Most people, whether spanked or not, turn out “okay” in that they think alright of themselves and aren’t criminals. Particularly in this country, there’s an abundance of wealth, so it’s not like being spanked as a kid means you’re going to turn into a junk addict and die in a gutter at age thirty. But people love to claim that a decrease in the use of corporal punishment is turning society into a cesspool. It ignores that
a) Crime of all kinds has been decresing in the US for decades.
b) Most of the people committing the remaining crimes (in fact, almost all of them) were physically punished as children. To paraphrase, not everyone who’s spanked as a kid turns into a horse thief, but every horse-thief was spanked as a kid.

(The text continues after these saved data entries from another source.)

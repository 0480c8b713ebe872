//! distill-select CLI entry point.

use clap::{Parser, Subcommand};
use distill_select_cli::cli::{init_logging, styles, CommonArgs, OutputFormat};
use distill_select_cli::{pick, render_table, run, CliError, ConfigValidator, SelectConfig};
use std::path::{Path, PathBuf};

#[derive(Parser)]
#[command(name = "distill-select")]
#[command(about = "Pick the teacher snapshot that distills best")]
#[command(version)]
struct Cli {
    #[command(subcommand)]
    command: Commands,

    #[command(flatten)]
    common: CommonArgs,
}

#[derive(Subcommand)]
enum Commands {
    /// Run teacher selection
    Run {
        /// Path to configuration file
        #[arg(short, long)]
        config: PathBuf,

        /// Override selection.epochs
        #[arg(long)]
        epochs: Option<usize>,

        /// Override selection.save_interval
        #[arg(long)]
        save_interval: Option<usize>,
    },

    /// Validate configuration file
    Validate {
        /// Path to configuration file
        #[arg(short, long)]
        config: PathBuf,
    },

    /// Apply the selection rule to precomputed losses
    Pick {
        /// Comma-separated losses, one per snapshot (nan/inf disqualify)
        #[arg(
            long,
            value_delimiter = ',',
            required = true,
            allow_negative_numbers = true
        )]
        losses: Vec<f32>,

        /// Epochs between snapshots, for reporting
        #[arg(long, default_value = "5")]
        save_interval: usize,
    },
}

fn main() {
    let cli = Cli::parse();
    init_logging(&cli.common);

    let result = match cli.command {
        Commands::Run {
            config,
            epochs,
            save_interval,
        } => run_command(&config, epochs, save_interval, &cli.common),
        Commands::Validate { config } => validate_command(&config, &cli.common),
        Commands::Pick {
            losses,
            save_interval,
        } => pick_command(&losses, save_interval, &cli.common),
    };

    if let Err(e) = result {
        if !cli.common.is_quiet() {
            eprintln!("{}", styles::error(&format!("[{}] {e}", e.code())));
        }
        std::process::exit(1);
    }
}

fn run_command(
    config_path: &Path,
    epochs: Option<usize>,
    save_interval: Option<usize>,
    common: &CommonArgs,
) -> distill_select_cli::Result<()> {
    if !common.is_quiet() && common.format == OutputFormat::Table {
        println!("{}", styles::header("distill-select"));
    }

    let mut config = SelectConfig::from_file(config_path)?;
    if let Some(epochs) = epochs {
        config.selection.epochs = epochs;
    }
    if let Some(interval) = save_interval {
        config.selection.save_interval = interval;
    }

    let result = run(&config)?;
    let report = &result.report;

    match common.format {
        OutputFormat::Json => print_json(report)?,
        OutputFormat::Table => {
            print!("{}", render_table(&report.scores, report.best_index));
            if !common.is_quiet() {
                println!(
                    "\n{}",
                    styles::success(&format!(
                        "Selected snapshot {} (stage {}, {} epochs)",
                        report.best_index, report.best_stage, report.best_epochs
                    ))
                );
                if report.disqualified() > 0 {
                    println!(
                        "{}",
                        styles::info(&format!(
                            "{} snapshot(s) disqualified",
                            report.disqualified()
                        ))
                    );
                }
                println!("  Duration: {:.3}s", result.duration_seconds);
            }
        }
    }

    Ok(())
}

fn validate_command(config_path: &Path, common: &CommonArgs) -> distill_select_cli::Result<()> {
    let config = SelectConfig::from_file(config_path)?;
    ConfigValidator::validate(&config)?;

    if !common.is_quiet() {
        println!("{}", styles::success("Configuration valid"));
    }

    Ok(())
}

fn pick_command(
    losses: &[f32],
    save_interval: usize,
    common: &CommonArgs,
) -> distill_select_cli::Result<()> {
    let (scores, best) = pick(losses, save_interval)?;

    match common.format {
        OutputFormat::Json => {
            let value = serde_json::json!({
                "best_index": best,
                "scores": scores,
            });
            print_json(&value)?
        }
        OutputFormat::Table => print!("{}", render_table(&scores, best)),
    }

    Ok(())
}

fn print_json<T: serde::Serialize>(value: &T) -> distill_select_cli::Result<()> {
    let json = serde_json::to_string_pretty(value).map_err(|e| CliError::Serialization {
        message: e.to_string(),
    })?;
    println!("{json}");
    Ok(())
}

Severity and frequency of corporal punishment matters a lot, and certainly children need firm discipline. But firm discipline isn’t synonymous with spanking; no study has ever suggested a particular benefit to spanking or corporal punishment over other methods. Spanking a kid gets immediate results but has less positive effects in the long term because you’re only controlling your kids through brute force. Used reasonably, laps and food “deprivation” (including bread and water while the well-behaved siblings of the miscreant get dessert, for instance) are much better forms of discipline. But just because a child with no discipline growing up will have problems, doesn’t mean that people should justify an excess of discipline. The child with little discipline growing up doesn’t, at least, have a vastly increased probability of being a drug-dealer or murderer. Now, these cases are created by a culture that condones any form of discipline taken by parents, people that will jump to defend parents that basically beat their kids almost daily for any offense. This problem is particularly bad in the black community. Do I think that a much milder, rarer form of corporal punishment, only for serious offenses and administered caringly rather than screaming at the kid, will create a murderer? No. But then, I still haven’t seen an argument that it’s more effective than non-physical forms of punishment. A restraining grip or a brief swat on the rear to get their attention might be necessary, but a ritualized form of beating isn’t.
I’m reminded of when Aaron McGruder reminded black people that, “Not every famous (black person) that gets arrested is Nelson Mandela”. Likewise, not everyone standing trial for abusing children is Virginia McMartin. People have a tendency to try and cast everyone on “their side” as an innocent victim. These people, if the accounts are true, went well over the line into abusing their kids. It’s one thing to avoid jumping to condemning them. It’s another to accuse the prosecutors of being lying scumbags that are fabricating stories just to hurt home-schoolers, and the children of being manipulative, evil, ungrateful brats, just to defend a pre-conceived notion that this nice, home-schooling couple must be completely innocent and impeccable. Give the prosecution and the kids the benefit of the doubt too.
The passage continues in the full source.